Ce n’était pas la plus grosse, ni même la plus moderne. Pourtant, elle en a vu du monde lors du week-end de Terres en fêtes. Paraît même qu’il y avait un peu de file pour être pris en photo avec… Mais oui, vous l’avez peut-être vue, cette batteuse Claas fraîchement peinte. Une Dominator de 1972 pour être plus précis. 130 chevaux et équipée d’un moteur Mercedes s’il vous plaît ! Elle était nichée près des tracteurs anciens. Un retour sous les projecteurs pour cette machine rendu possible grâce à des étudiants du campus Agro-environnemental de Tilloy-lès-Mofflaines et leurs formateurs. Et ils en ont eu du travail ! Récit.

Le premier bain de foule de la batteuse à Terres en fête 2026. © D. P.

Un projet qui a la « Claas »

Tout a commencé par un appel… « Casa (concession, ndlr) nous a appelés en nous disant : “Une machine va partir à la ferraille”, raconte Hugues Celerse, et moi on m’a toujours dit : Quand c’est gratuit, faut dire oui ! » Le formateur au campus Agro-environnemental décide d’embarquer 15 élèves issus du Brevet professionnel Conducteur de machines agricoles (CMA) et du contrat de spécialisation Pilotage de machines agricoles et travaux mécanisés dans l’aventure.
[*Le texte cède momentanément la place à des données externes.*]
// Copyright 2025 eraflo
//
// Licensed under the Apache License, Version 2.0 (the "License");
// you may not use this file except in compliance with the License.
// You may obtain a copy of the License at
//
//     http://www.apache.org/licenses/LICENSE-2.0
//
// Unless required by applicable law or agreed to in writing, software
// distributed under the License is distributed on an "AS IS" BASIS,
// WITHOUT WARRANTIES OR CONDITIONS OF ANY KIND, either express or implied.
// See the License for the specific language governing permissions and
// limitations under the License.

use image::{ImageFormat, Rgba, RgbaImage};
use plinth_io::{AssetError, AssetEvent, AssetService, DEFAULT_CUBE_FACES};
use std::path::Path;
use std::time::Duration;

const TRIANGLE_GLTF: &str = r#"{
  "asset": {"version": "2.0"},
  "scenes": [{"nodes": [0]}],
  "nodes": [{"name": "statue", "mesh": 0}],
  "meshes": [{"primitives": [{"attributes": {"POSITION": 0}}]}],
  "buffers": [{"byteLength": 36, "uri": "triangle.bin"}],
  "bufferViews": [{"buffer": 0, "byteLength": 36}],
  "accessors": [{"bufferView": 0, "componentType": 5126, "count": 3, "type": "VEC3",
                 "min": [0, 0, 0], "max": [1, 1, 0]}]
}"#;

fn write_png(path: &Path, size: u32) {
    RgbaImage::from_pixel(size, size, Rgba([200, 180, 160, 255]))
        .save_with_format(path, ImageFormat::Png)
        .unwrap();
}

fn faces() -> [String; 6] {
    DEFAULT_CUBE_FACES.map(String::from)
}

/// Receives until the terminal event of a request, skipping progress.
fn terminal(rx: &flume::Receiver<AssetEvent>) -> (AssetEvent, usize) {
    let mut progress = 0;
    loop {
        match rx.recv_timeout(Duration::from_secs(10)).unwrap() {
            AssetEvent::Progress { .. } => progress += 1,
            other => return (other, progress),
        }
    }
}

#[test]
fn environment_loads_from_six_faces() {
    let root = tempfile::tempdir().unwrap();
    let env = root.path().join("environments/test");
    std::fs::create_dir_all(&env).unwrap();
    for face in DEFAULT_CUBE_FACES {
        write_png(&env.join(face), 16);
    }

    let (tx, rx) = flume::unbounded();
    let service = AssetService::new(root.path(), tx);
    let request = service.load_environment("environments/test", faces());

    let (event, progress) = terminal(&rx);
    assert_eq!(progress, 6);
    match event {
        AssetEvent::EnvironmentLoaded { request: r, cube_map } => {
            assert_eq!(r, request);
            assert_eq!(cube_map.face_size(), 16);
            assert_eq!(cube_map.mip_level_count(), 5);
        }
        other => panic!("unexpected event: {other:?}"),
    }
}

#[test]
fn missing_face_reports_io_failure() {
    let root = tempfile::tempdir().unwrap();
    let env = root.path().join("env");
    std::fs::create_dir_all(&env).unwrap();
    for face in &DEFAULT_CUBE_FACES[..5] {
        write_png(&env.join(face), 4);
    }

    let (tx, rx) = flume::unbounded();
    let service = AssetService::new(root.path(), tx);
    service.load_environment("env", faces());

    match terminal(&rx).0 {
        AssetEvent::LoadFailed { error: AssetError::Io { path, .. }, .. } => {
            assert!(path.ends_with("nz.png"));
        }
        other => panic!("unexpected event: {other:?}"),
    }
}

#[test]
fn model_with_external_buffer_loads() {
    let root = tempfile::tempdir().unwrap();
    let models = root.path().join("models/tri");
    std::fs::create_dir_all(&models).unwrap();
    let positions: [f32; 9] = [0.0, 0.0, 0.0, 1.0, 0.0, 0.0, 0.0, 1.0, 0.0];
    std::fs::write(models.join("triangle.bin"), le_bytes(&positions)).unwrap();
    std::fs::write(models.join("tri.gltf"), TRIANGLE_GLTF).unwrap();

    let (tx, rx) = flume::unbounded();
    let service = AssetService::new(root.path(), tx);
    let request = service.load_model("models/tri/tri.gltf");

    let (event, progress) = terminal(&rx);
    assert_eq!(progress, 1);
    match event {
        AssetEvent::ModelLoaded { request: r, root } => {
            assert_eq!(r, request);
            assert_eq!(root.mesh_count(), 1);
            assert_eq!(root.children()[0].name.as_deref(), Some("statue"));
        }
        other => panic!("unexpected event: {other:?}"),
    }
}

#[test]
fn malformed_model_reports_gltf_failure() {
    let root = tempfile::tempdir().unwrap();
    std::fs::write(root.path().join("broken.gltf"), "{\"asset\":").unwrap();

    let (tx, rx) = flume::unbounded();
    let service = AssetService::new(root.path(), tx);
    service.load_model("broken.gltf");

    assert!(matches!(
        terminal(&rx).0,
        AssetEvent::LoadFailed { error: AssetError::Gltf(_), .. }
    ));
}

fn le_bytes(values: &[f32]) -> Vec<u8> {
    values.iter().flat_map(|v| v.to_le_bytes()).collect()
}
Cela après (quand même) un petit temps de réflexion,« je me suis dit : “Wow faire une batteuse, c’est chaud !” » Mais l’occasion de mettre en place « ce projet pédagogique » est trop belle. « Avec le directeur exploitation de l’école, on s’est dit on y va ! On a tout le matos au garage », relate le formateur.

Le défi s’annonce de taille, car pour ne pas aider, la moissonneuse est restée 15 ans à braver les éléments dehors. C’est lorsque l’équipe se met au travail que la vraie prise de conscience survient. « On est intervenu sur le moteur, le système de gasoil, l’embrayage, le système de freinage, les organes de battage, le broyeur, on vient de faire la peinture, etc. », liste Hugues Celerse. « Là on a appris ce que c’était que de faire de la mécanique, quand en démontant l’embrayage on voit que tous les joints sont pourris. »

Pour fédérer en apprenant

Un projet au secours de la mécanique mais aussi des relations. « Ce projet a permis de renforcer les relations avec les apprentis et aussi entre formateurs », ajoute Maxime Derbécourt, le directeur d’exploitation du campus. Hugues Celerse embraye : « Les élèves arrivaient le lundi et nous disaient “alors qu’est-ce qu’on va faire sur la batteuse aujourd’hui ?” »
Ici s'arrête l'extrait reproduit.